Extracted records
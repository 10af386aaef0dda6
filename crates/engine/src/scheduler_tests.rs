// SPDX-License-Identifier: BUSL-1.1
// Copyright (c) 2026 Alfred Jean LLC

use super::*;
use std::cell::RefCell;
use vet_core::{ActionKind, ActionRate, EverySchedule, EventState, NullEventSink, ScheduledAction, Service, ServiceKind};
use vet_probes::FakeControlProbe;

fn restart_rate(count: u32, cycle: u32) -> ActionRate {
    ActionRate {
        count,
        cycle,
        action: ActionKind::Restart,
    }
}

struct RecordingSink {
    posts: RefCell<Vec<(EventKind, EventState)>>,
}

impl RecordingSink {
    fn new() -> Self {
        Self {
            posts: RefCell::new(Vec::new()),
        }
    }
}

impl EventSink for RecordingSink {
    fn post(&self, _service: &str, kind: EventKind, state: EventState, _action: Option<&ActionRate>, _message: &str) {
        self.posts.borrow_mut().push((kind, state));
    }
}

#[test]
fn check_skip_returns_true_when_already_visited() {
    let mut s = Service::new("nginx", ServiceKind::Process);
    s.visited = true;
    assert!(check_skip(&mut s, Instant::now()));
}

#[test]
fn check_skip_every_cycle_never_skips() {
    let mut s = Service::new("nginx", ServiceKind::Process);
    s.every = EverySchedule::Cycle;
    assert!(!check_skip(&mut s, Instant::now()));
    assert!(!s.monitor.is_waiting());
}

#[test]
fn check_skip_skipcycles_waits_until_counter_reaches_n() {
    let mut s = Service::new("nginx", ServiceKind::Process);
    s.every = EverySchedule::SkipCycles { n: 3, counter: 0 };
    assert!(check_skip(&mut s, Instant::now()));
    assert!(s.monitor.is_waiting());
    assert!(check_skip(&mut s, Instant::now()));
    assert!(!check_skip(&mut s, Instant::now()));
}

#[test]
fn check_timeout_posts_failed_when_restart_count_exceeds_threshold() {
    let mut s = Service::new("nginx", ServiceKind::Process);
    s.nstart = 5;
    s.ncycle = 0;
    s.timeout_rules.push(restart_rate(3, 10));
    let sink = RecordingSink::new();
    check_timeout(&mut s, &sink);
    assert_eq!(sink.posts.borrow().as_slice(), &[(EventKind::Timeout, EventState::Failed)]);
}

#[test]
fn check_timeout_posts_once_per_independent_rule() {
    let mut s = Service::new("nginx", ServiceKind::Process);
    s.nstart = 5;
    s.ncycle = 0;
    s.timeout_rules.push(restart_rate(3, 10));
    s.timeout_rules.push(restart_rate(4, 10));
    let sink = RecordingSink::new();
    check_timeout(&mut s, &sink);
    assert_eq!(
        sink.posts.borrow().as_slice(),
        &[(EventKind::Timeout, EventState::Failed), (EventKind::Timeout, EventState::Failed)]
    );
}

#[test]
fn check_timeout_resets_counters_once_cycle_window_exceeded() {
    let mut s = Service::new("nginx", ServiceKind::Process);
    s.nstart = 1;
    s.ncycle = 10;
    s.timeout_rules.push(restart_rate(3, 9));
    let sink = RecordingSink::new();
    check_timeout(&mut s, &sink);
    assert_eq!(s.nstart, 0);
    assert_eq!(s.ncycle, 0);
}

#[test]
fn do_scheduled_action_ignores_when_no_action_pending() {
    let mut s = Service::new("nginx", ServiceKind::Process);
    let control = FakeControlProbe::new();
    let sink = RecordingSink::new();
    assert!(!do_scheduled_action(&mut s, &control, &sink));
    assert!(sink.posts.borrow().is_empty());
}

#[test]
fn do_scheduled_action_posts_changed_and_clears_pending_action_regardless_of_result() {
    let mut s = Service::new("nginx", ServiceKind::Process);
    s.pending_action = Some(ScheduledAction::Restart);
    let control = FakeControlProbe::new();
    control.set_next_result(false);
    let sink = RecordingSink::new();
    let result = do_scheduled_action(&mut s, &control, &sink);
    assert!(!result);
    assert_eq!(sink.posts.borrow().as_slice(), &[(EventKind::Action, EventState::Changed)]);
    assert!(s.pending_action.is_none());
}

Problem requirements: Whenever the word "monitor" shows up in a line of the entries, list that line.

Solution to this problem:
    assert!(!s.monitor.is_waiting());
    assert!(s.monitor.is_waiting());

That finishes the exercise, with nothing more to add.